(Saved data entries)
--

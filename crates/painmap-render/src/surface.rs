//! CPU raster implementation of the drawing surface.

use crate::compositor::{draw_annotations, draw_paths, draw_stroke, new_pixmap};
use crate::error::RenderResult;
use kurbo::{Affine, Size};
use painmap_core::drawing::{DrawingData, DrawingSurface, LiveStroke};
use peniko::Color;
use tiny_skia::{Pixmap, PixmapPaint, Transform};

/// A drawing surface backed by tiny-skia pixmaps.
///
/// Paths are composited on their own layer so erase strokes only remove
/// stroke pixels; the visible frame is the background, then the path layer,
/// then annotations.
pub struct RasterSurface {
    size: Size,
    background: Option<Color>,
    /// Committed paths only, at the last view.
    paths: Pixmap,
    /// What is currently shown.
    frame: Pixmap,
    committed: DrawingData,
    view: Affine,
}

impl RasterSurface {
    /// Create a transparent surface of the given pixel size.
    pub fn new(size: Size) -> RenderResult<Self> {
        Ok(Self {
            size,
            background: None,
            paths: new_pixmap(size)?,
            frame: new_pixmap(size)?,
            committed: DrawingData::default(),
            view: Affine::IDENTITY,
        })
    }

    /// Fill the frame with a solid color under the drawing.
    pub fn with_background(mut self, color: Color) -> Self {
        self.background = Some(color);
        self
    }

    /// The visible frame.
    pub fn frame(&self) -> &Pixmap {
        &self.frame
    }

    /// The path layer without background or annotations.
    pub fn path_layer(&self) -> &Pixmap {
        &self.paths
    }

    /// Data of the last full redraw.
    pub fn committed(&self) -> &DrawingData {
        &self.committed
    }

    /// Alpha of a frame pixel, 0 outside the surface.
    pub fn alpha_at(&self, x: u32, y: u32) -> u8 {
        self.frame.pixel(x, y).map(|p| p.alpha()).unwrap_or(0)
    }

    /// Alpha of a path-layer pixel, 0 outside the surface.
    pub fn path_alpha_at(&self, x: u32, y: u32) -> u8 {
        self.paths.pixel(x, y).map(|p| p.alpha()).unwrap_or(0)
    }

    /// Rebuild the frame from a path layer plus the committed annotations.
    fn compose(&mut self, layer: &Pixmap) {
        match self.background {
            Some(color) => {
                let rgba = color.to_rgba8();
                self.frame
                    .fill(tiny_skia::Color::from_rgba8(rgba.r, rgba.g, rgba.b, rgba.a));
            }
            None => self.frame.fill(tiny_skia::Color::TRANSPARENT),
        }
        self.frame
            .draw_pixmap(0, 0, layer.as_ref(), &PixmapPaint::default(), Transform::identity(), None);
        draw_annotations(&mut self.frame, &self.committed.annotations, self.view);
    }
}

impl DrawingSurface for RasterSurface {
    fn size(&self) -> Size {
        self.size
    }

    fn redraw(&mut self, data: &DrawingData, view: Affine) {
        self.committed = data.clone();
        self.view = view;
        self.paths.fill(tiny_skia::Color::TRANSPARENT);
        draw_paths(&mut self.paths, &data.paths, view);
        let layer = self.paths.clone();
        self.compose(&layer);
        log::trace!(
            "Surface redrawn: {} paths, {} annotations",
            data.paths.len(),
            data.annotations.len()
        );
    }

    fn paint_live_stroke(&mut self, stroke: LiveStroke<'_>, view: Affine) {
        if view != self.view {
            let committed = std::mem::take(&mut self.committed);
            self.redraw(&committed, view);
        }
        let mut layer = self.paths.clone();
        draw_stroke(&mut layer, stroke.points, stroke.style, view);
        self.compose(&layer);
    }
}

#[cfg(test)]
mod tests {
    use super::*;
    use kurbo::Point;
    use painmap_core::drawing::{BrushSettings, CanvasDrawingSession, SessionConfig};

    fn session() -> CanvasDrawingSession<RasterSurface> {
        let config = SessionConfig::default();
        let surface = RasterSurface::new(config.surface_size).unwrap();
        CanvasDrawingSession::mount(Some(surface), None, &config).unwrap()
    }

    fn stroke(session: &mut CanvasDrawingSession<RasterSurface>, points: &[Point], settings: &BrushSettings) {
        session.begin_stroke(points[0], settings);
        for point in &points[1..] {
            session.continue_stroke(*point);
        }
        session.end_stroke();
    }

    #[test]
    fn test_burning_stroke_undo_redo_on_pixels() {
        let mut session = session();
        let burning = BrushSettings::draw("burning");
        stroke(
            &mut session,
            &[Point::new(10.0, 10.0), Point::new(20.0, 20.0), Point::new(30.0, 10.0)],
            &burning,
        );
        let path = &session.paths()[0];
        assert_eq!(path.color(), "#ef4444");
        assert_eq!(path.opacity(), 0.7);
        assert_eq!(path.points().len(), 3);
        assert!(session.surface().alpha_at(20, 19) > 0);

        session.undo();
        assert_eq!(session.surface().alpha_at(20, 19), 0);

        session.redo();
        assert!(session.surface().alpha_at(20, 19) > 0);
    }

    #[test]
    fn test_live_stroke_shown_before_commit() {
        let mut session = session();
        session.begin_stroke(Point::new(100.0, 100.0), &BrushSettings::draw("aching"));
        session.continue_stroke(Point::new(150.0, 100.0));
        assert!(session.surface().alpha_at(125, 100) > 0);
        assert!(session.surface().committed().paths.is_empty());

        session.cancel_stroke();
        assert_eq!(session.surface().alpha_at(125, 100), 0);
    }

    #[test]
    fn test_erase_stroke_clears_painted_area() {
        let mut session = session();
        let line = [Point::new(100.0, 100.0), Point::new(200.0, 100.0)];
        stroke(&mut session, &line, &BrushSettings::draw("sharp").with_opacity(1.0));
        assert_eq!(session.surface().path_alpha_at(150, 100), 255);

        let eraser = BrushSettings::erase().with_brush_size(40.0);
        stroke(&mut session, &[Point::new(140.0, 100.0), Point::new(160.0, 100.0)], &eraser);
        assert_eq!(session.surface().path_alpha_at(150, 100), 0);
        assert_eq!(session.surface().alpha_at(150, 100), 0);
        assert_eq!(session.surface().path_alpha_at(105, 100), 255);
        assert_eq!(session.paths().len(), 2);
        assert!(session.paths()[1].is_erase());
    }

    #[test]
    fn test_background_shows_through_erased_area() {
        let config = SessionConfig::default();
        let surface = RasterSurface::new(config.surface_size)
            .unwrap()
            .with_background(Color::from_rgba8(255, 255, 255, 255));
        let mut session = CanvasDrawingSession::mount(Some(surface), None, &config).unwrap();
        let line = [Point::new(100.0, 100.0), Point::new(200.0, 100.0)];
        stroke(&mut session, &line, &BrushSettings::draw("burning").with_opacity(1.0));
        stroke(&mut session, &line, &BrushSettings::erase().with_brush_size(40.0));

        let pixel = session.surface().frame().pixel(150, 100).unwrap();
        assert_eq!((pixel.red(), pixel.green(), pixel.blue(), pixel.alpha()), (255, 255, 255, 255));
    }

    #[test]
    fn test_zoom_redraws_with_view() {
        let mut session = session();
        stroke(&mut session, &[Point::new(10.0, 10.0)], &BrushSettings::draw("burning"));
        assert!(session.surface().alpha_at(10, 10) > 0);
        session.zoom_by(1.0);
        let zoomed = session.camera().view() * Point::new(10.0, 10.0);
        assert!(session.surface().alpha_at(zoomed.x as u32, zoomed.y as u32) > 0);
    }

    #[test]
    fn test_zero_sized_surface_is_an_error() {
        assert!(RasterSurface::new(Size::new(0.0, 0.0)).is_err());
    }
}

--

Filter the data above, keeping only lines that include the string "DrawingData".

→ RESULT FOR THIS TASK
use painmap_core::drawing::{DrawingData, DrawingSurface, LiveStroke};
    committed: DrawingData,
            committed: DrawingData::default(),
    pub fn committed(&self) -> &DrawingData {
    fn redraw(&mut self, data: &DrawingData, view: Affine) {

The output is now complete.